父母親會死,這個事實,長久以來在我們意識中受到生命長流的屏蔽,我們拒絕知道,寧願相信他們長生不死,將永遠在我們的左右,即使早已接收到疾病或衰老所發出的警訊,我們還是會被那突如其來的死亡給嚇得目瞪口呆。
每個人的生命中都會碰到兩次、要克服兩遍的這件事,過程並不相同。當第一位至親去世後,至少第二位還活著。
此刻我們的心糾結著,痛苦著,也許哀慟逾恆,久久無法平復;但等到連第二位也去世後,我們就真的成為一個「沒有家」的人了。雙親在墳墓中聚首,而我們則永遠地被隔離開來。於是,伊底帕斯將自己的眼睛挖出,而納西瑟斯開始放聲大哭。
也許婚姻和友誼這兩種關係的重要性,絲毫不亞於骨肉至親,甚至可能更令人舒適自在。儘管如此,當我們的祖父母和父母都相繼去世後,我們的背後就再也沒有靠山了,我們會覺得後面涼颼颼的,因為少掉了兩層屏障。
父母親的死,意味著我們的某一部分也將隨之而逝;人生中最初的那些篇章,自此畫下句點。那些將我們創造出來,賦與我們生命,並最先見證到我們存在的人,從此必須入土為安,而隨著他們一起埋葬的,還有我們的童年。
我們之中,有多少人,只是默默地承受著父母親的去世,而從未能道出那些隨之而湧現的、其強烈程度足以將人弄得心慌意亂或元氣大傷的各種情感?
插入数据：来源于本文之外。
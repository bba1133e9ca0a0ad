use crate::config::AppConfig;
use docsearch::{Document, DocumentSource, HistoryStore, SearchSession, TokioScheduler};
use std::time::{Duration, Instant};

mod navigation;
mod search;
mod state;
pub use navigation::RouteNavigator;
pub use state::{LoadingWindow, NavItem, PageLoad, TextInput, NAV_ITEMS};

/// The search session as wired into the terminal app.
pub type AppSession =
    SearchSession<dyn DocumentSource, Box<dyn HistoryStore>, RouteNavigator, TokioScheduler>;

pub struct App {
    pub running: bool,
    pub title: String,
    pub footer: Option<String>,
    pub status_message: Option<String>,

    // Search box
    pub session: AppSession,
    pub search_input: TextInput,
    pub search_focused: bool,

    // Pages and routing
    pub pages: Vec<Document>,
    pub route: String,
    pub nav_index: usize,
    pub page_load: Option<PageLoad>,
    navigation_time: Duration,

    // Startup overlay
    pub initial_load: Option<LoadingWindow>,
    pub throbber_state: throbber_widgets_tui::ThrobberState,
}

impl App {
    pub fn new(cfg: &AppConfig, session: AppSession, pages: Vec<Document>, now: Instant) -> Self {
        Self {
            running: true,
            title: cfg.title.clone(),
            footer: cfg.footer.clone(),
            status_message: None,
            session,
            search_input: TextInput::new(),
            search_focused: false,
            pages,
            route: NAV_ITEMS[0].href.to_string(),
            nav_index: 0,
            page_load: None,
            navigation_time: cfg.navigation(),
            initial_load: Some(LoadingWindow::new(now, cfg.initial_load())),
            throbber_state: throbber_widgets_tui::ThrobberState::default(),
        }
    }

    pub fn quit(&mut self) {
        self.running = false;
    }

    pub fn is_initial_loading(&self) -> bool {
        self.initial_load.is_some()
    }

    pub fn is_page_loading(&self) -> bool {
        self.page_load.is_some()
    }

    /// Advance spinners and close loading windows whose time is up.
    pub fn tick(&mut self, now: Instant) {
        if self.is_initial_loading() || self.is_page_loading() || self.session.is_loading() {
            self.throbber_state.calc_next();
        }

        if self.initial_load.is_some_and(|w| w.is_over(now)) {
            self.initial_load = None;
        }

        if let Some(load) = self.page_load.take_if(|load| load.window.is_over(now)) {
            self.finish_navigation(load.target);
        }
    }

    /// The page for the current route, if the site has one.
    pub fn current_page(&self) -> Option<&Document> {
        self.pages.iter().find(|page| page.url == self.route)
    }
}
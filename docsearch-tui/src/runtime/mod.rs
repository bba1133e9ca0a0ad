mod action_queue;
mod actions;
mod event_loop;
mod views;

pub use event_loop::{run_app, Inbox};
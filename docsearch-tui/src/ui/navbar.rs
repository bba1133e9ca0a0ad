use crate::app::{App, NAV_ITEMS};
use ratatui::{
    layout::{Constraint, Direction, Layout, Rect},
    style::{Color, Modifier, Style},
    text::{Line, Span},
    widgets::{Block, Borders, Paragraph},
    Frame,
};

use super::search::render_search_box;

const SEARCH_WIDTH: u16 = 36;

/// Draw title, nav items and search box. Returns the search box area.
pub fn render_navbar(frame: &mut Frame, area: Rect, app: &App) -> Rect {
    let title_width = app.title.chars().count() as u16 + 4;
    let columns = Layout::default()
        .direction(Direction::Horizontal)
        .constraints([
            Constraint::Length(title_width),
            Constraint::Min(0),
            Constraint::Length(SEARCH_WIDTH),
        ])
        .split(area);

    let title = Paragraph::new(Line::from(Span::styled(
        app.title.clone(),
        Style::default()
            .fg(Color::Blue)
            .add_modifier(Modifier::BOLD),
    )))
    .block(Block::default().borders(Borders::BOTTOM | Borders::TOP).border_style(Style::default().fg(Color::DarkGray)));
    frame.render_widget(title, columns[0]);

    let items = Paragraph::new(nav_line(app)).block(
        Block::default()
            .borders(Borders::BOTTOM | Borders::TOP)
            .border_style(Style::default().fg(Color::DarkGray)),
    );
    frame.render_widget(items, columns[1]);

    render_search_box(frame, columns[2], app);
    columns[2]
}

fn nav_line(app: &App) -> Line<'static> {
    let mut spans = Vec::with_capacity(NAV_ITEMS.len() * 2);
    for (i, item) in NAV_ITEMS.iter().enumerate() {
        let active = item.href == app.route;
        let focused = !app.search_focused && i == app.nav_index;

        let mut style = Style::default().fg(if active { Color::Blue } else { Color::Gray });
        if active {
            style = style.add_modifier(Modifier::BOLD);
        }
        if focused {
            style = style.add_modifier(Modifier::REVERSED);
        }

        spans.push(Span::styled(format!(" {} ", item.label), style));
        spans.push(Span::raw(" "));
    }
    Line::from(spans)
}
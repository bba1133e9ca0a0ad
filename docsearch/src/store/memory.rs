//! In-memory history store.

use std::sync::{Arc, RwLock};

use super::HISTORY_KEY;
use crate::traits::{HistoryError, HistoryStore};

/// History store that keeps the encoded entry in memory.
///
/// Holds the raw JSON text rather than parsed entries, so it behaves like a real
/// key-value store: whatever was written is what the next load has to decode.
///
/// # Examples
///
/// ```
/// use docsearch::store::MemoryHistoryStore;
///
/// let store = MemoryHistoryStore::new();
/// // or seeded with a raw stored value:
/// let store = MemoryHistoryStore::with_raw(r#"["controller","model"]"#);
/// ```
#[derive(Clone, Default)]
pub struct MemoryHistoryStore {
    raw: Arc<RwLock<Option<String>>>,
}

impl MemoryHistoryStore {
    pub fn new() -> Self {
        Self::default()
    }

    /// Seed the store with an already encoded value.
    pub fn with_raw(raw: impl Into<String>) -> Self {
        Self {
            raw: Arc::new(RwLock::new(Some(raw.into()))),
        }
    }

    /// The currently stored encoded value.
    pub fn raw(&self) -> Option<String> {
        self.raw.read().ok().and_then(|raw| raw.clone())
    }
}

impl HistoryStore for MemoryHistoryStore {
    fn load(&self) -> Result<Vec<String>, HistoryError> {
        let raw = self
            .raw
            .read()
            .map_err(|_| HistoryError::Unavailable(format!("{} lock poisoned", HISTORY_KEY)))?;
        match raw.as_deref() {
            Some(raw) => Ok(serde_json::from_str(raw)?),
            None => Ok(Vec::new()),
        }
    }

    fn save(&self, entries: &[String]) -> Result<(), HistoryError> {
        let encoded = serde_json::to_string(entries)?;
        let mut raw = self
            .raw
            .write()
            .map_err(|_| HistoryError::Unavailable(format!("{} lock poisoned", HISTORY_KEY)))?;
        *raw = Some(encoded);
        Ok(())
    }
}

#[cfg(test)]
mod tests {
    use super::*;

    #[test]
    fn empty_store_loads_nothing() {
        assert!(MemoryHistoryStore::new().load().unwrap().is_empty());
    }

    #[test]
    fn save_then_load() {
        let store = MemoryHistoryStore::new();
        store
            .save(&["view".to_string(), "model".to_string()])
            .unwrap();

        assert_eq!(store.raw().as_deref(), Some(r#"["view","model"]"#));
        assert_eq!(store.load().unwrap(), vec!["view", "model"]);
    }

    #[test]
    fn invalid_json_is_an_error() {
        let store = MemoryHistoryStore::with_raw("{oops");
        assert!(matches!(store.load(), Err(HistoryError::Json(_))));
    }
}
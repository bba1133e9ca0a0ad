//! Document source implementations.

mod mock;
mod page_tree;

pub use mock::MockDocumentSource;
pub use page_tree::PageTreeSource;
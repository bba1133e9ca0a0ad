use crate::config::AppConfig;
use anyhow::{Context, Result};
use docsearch::store::{FileHistoryStore, MemoryHistoryStore};
use docsearch::{Document, DocumentSource, HistoryStore, MockDocumentSource, PageTree, PageTreeSource};
use std::path::Path;
use std::sync::Arc;
use std::time::Duration;
use tracing::{info, warn};

/// Site map used when no `site_map` is configured.
pub const BUILTIN_SITE: &str = include_str!("../assets/site.json");

/// Simulated backend latency of the demo catalog.
pub const DEMO_LATENCY: Duration = Duration::from_millis(500);

pub fn page_tree_source(site_map: Option<&Path>, max_depth: usize) -> Result<Arc<dyn DocumentSource>> {
    let tree = match site_map {
        Some(path) => {
            let raw = std::fs::read_to_string(path)
                .with_context(|| format!("Failed to read site map at {}", path.display()))?;
            PageTree::from_json(&raw)
                .with_context(|| format!("Failed to parse site map at {}", path.display()))?
        }
        None => PageTree::from_json(BUILTIN_SITE).context("Failed to parse built-in site map")?,
    };
    info!(entries = tree.len(), "Site map loaded");
    Ok(Arc::new(PageTreeSource::new(tree, max_depth)))
}

pub fn demo_source() -> Arc<dyn DocumentSource> {
    Arc::new(MockDocumentSource::sample().with_latency(DEMO_LATENCY))
}

pub fn history_store(config: &AppConfig) -> Result<Box<dyn HistoryStore>> {
    if !config.persist_history {
        return Ok(Box::new(MemoryHistoryStore::new()));
    }
    let dir = config.history_dir()?;
    info!(dir = %dir.display(), "Persisting search history");
    Ok(Box::new(FileHistoryStore::new(dir)))
}

/// List the pages the shell can show. A failing source leaves the site empty.
pub async fn load_pages(source: &dyn DocumentSource) -> Vec<Document> {
    match source.list().await {
        Ok(pages) => pages,
        Err(e) => {
            warn!(error = %e, "Could not list pages");
            Vec::new()
        }
    }
}
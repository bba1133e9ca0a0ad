use crate::app::App;
use crate::ui;
use anyhow::Result;
use crossterm::event::{self, Event, KeyEventKind};
use docsearch::DebounceToken;
use ratatui::{backend::CrosstermBackend, Terminal};
use std::io;
use std::time::{Duration, Instant};
use tokio::sync::mpsc::UnboundedReceiver;

use super::action_queue::{channel, Action};
use super::actions::run_action;
use super::views::handle_view_key;

const POLL_INTERVAL: Duration = Duration::from_millis(100);

/// Channels fed by the session's collaborators.
pub struct Inbox {
    /// Debounce tokens from the session's scheduler
    pub fired: UnboundedReceiver<DebounceToken>,
    /// Routes pushed by the session's navigator
    pub routes: UnboundedReceiver<String>,
}

pub async fn run_app(
    terminal: &mut Terminal<CrosstermBackend<io::Stdout>>,
    app: &mut App,
    mut inbox: Inbox,
) -> Result<()> {
    let (action_tx, mut action_rx) = channel();

    loop {
        terminal.draw(|f| ui::render(f, app))?;
        app.tick(Instant::now());

        if event::poll(POLL_INTERVAL)? {
            if let Event::Key(key) = event::read()? {
                if key.kind == KeyEventKind::Press {
                    handle_view_key(key, app, &action_tx);
                }
            }
        }

        while let Ok(token) = inbox.fired.try_recv() {
            let _ = action_tx.send(Action::RunSearch { token });
        }
        while let Ok(path) = inbox.routes.try_recv() {
            let _ = action_tx.send(Action::Navigate { path });
        }
        while let Ok(action) = action_rx.try_recv() {
            run_action(action, app, &action_tx);
        }

        if !app.running {
            break;
        }
    }

    app.session.teardown();
    Ok(())
}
有多少人,覺得自己被一波波、經常是無法說出口的情緒浪濤給捲走?誰敢輕易地吐露出心中那把剪不斷理還亂的亂麻?像一鍋彷彿摻雜了憤怒、壓抑、無盡傷悲、不真實感、反叛、悔恨和莫名解脫感的大雜燴,而我們就在其中載浮載沉?
誰能夠坦然而毫無罪惡感地說出這股由各種強烈情緒所形成的漩渦,若它們混亂得教人無以名之?而我們將一直說不出個所以然來,因為它讓我們覺得很尷尬、困惑不安,以致沒辦法給它一個名字?
當一個人心裡其實是對已逝者滿懷憤怒、舊怨甚至恨意時,連我們也會不諒解自己吧?那接踵而來或蜂擁而至的被拋棄、掏空和撕裂的可怕感覺,那種比悲傷更為強烈的求生意志,以及因能夠存活下來而產生的喜悅和勝利感,生命和死亡詭異的共存──這些都是正常的嗎?
多少小生命的形成──也許包括我們自己在內──都要歸功於那想要用肉體歡愉來對抗死亡及喪親之苦的念頭?誰又敢承認自己曾如何瘋狂地尋歡作樂,甚至耽溺其中,放浪形骸,如飢似渴,揮霍無度?每一個人,都會以各自特殊的方式,來經歷這場情緒風暴的入侵、掠劫,而且只能自己面對。